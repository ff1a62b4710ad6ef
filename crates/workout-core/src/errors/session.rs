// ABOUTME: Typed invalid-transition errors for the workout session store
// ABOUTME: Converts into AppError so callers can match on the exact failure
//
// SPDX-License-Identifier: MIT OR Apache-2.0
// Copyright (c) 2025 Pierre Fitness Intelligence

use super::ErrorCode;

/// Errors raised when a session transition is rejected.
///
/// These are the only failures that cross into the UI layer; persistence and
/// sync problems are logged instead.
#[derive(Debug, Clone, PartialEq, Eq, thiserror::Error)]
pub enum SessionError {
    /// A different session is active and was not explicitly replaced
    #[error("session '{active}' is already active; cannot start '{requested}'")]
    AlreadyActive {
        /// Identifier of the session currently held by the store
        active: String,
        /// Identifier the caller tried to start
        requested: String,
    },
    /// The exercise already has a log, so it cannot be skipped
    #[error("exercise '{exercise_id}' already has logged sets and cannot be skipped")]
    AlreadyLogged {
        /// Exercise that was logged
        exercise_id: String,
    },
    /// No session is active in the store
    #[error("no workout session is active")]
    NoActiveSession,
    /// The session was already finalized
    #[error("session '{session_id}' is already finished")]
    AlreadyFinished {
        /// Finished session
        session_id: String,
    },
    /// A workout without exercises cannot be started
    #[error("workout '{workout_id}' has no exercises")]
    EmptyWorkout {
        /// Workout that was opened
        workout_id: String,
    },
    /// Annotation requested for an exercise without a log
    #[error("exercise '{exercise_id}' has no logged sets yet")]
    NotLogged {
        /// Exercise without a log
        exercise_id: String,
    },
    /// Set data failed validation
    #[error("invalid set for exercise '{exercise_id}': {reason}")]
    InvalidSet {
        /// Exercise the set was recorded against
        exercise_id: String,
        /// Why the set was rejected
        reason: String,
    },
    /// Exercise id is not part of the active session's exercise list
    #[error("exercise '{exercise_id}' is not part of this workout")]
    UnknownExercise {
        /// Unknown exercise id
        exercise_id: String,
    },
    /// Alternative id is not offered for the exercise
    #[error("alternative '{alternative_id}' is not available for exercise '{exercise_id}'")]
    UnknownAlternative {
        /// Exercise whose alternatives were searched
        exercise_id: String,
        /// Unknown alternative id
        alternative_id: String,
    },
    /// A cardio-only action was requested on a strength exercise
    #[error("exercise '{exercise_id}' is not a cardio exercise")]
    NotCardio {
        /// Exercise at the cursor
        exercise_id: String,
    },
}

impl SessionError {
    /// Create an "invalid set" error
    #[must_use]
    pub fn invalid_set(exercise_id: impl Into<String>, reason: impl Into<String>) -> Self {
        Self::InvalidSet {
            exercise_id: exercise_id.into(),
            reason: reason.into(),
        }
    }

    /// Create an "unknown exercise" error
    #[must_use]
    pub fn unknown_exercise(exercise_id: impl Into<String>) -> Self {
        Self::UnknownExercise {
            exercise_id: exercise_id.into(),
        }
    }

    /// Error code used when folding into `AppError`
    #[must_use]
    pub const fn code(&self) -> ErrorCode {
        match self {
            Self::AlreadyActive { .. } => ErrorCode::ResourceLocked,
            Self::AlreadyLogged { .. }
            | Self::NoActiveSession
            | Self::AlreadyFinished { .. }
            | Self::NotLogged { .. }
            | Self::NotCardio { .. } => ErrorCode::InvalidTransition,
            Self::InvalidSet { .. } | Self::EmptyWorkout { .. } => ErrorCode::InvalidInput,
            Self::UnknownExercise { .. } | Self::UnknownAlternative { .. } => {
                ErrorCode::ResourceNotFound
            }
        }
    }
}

→ **EXERCISE DESCRIPTION**:
If a line comes after the one with "it cannot be skipped", leave it out; reproduce exactly every line of the material from the first up to and including that one.

→ **OUTPUT OF THE TASK**:
repository ff1a62b4710ad6ef
filename crates/workout-core/src/errors/session.rs
// ABOUTME: Typed invalid-transition errors for the workout session store
// ABOUTME: Converts into AppError so callers can match on the exact failure
//
// SPDX-License-Identifier: MIT OR Apache-2.0
// Copyright (c) 2025 Pierre Fitness Intelligence

use super::ErrorCode;

/// Errors raised when a session transition is rejected.
///
/// These are the only failures that cross into the UI layer; persistence and
/// sync problems are logged instead.
#[derive(Debug, Clone, PartialEq, Eq, thiserror::Error)]
pub enum SessionError {
    /// A different session is active and was not explicitly replaced
    #[error("session '{active}' is already active; cannot start '{requested}'")]
    AlreadyActive {
        /// Identifier of the session currently held by the store
        active: String,
        /// Identifier the caller tried to start
        requested: String,
    },
    /// The exercise already has a log, so it cannot be skipped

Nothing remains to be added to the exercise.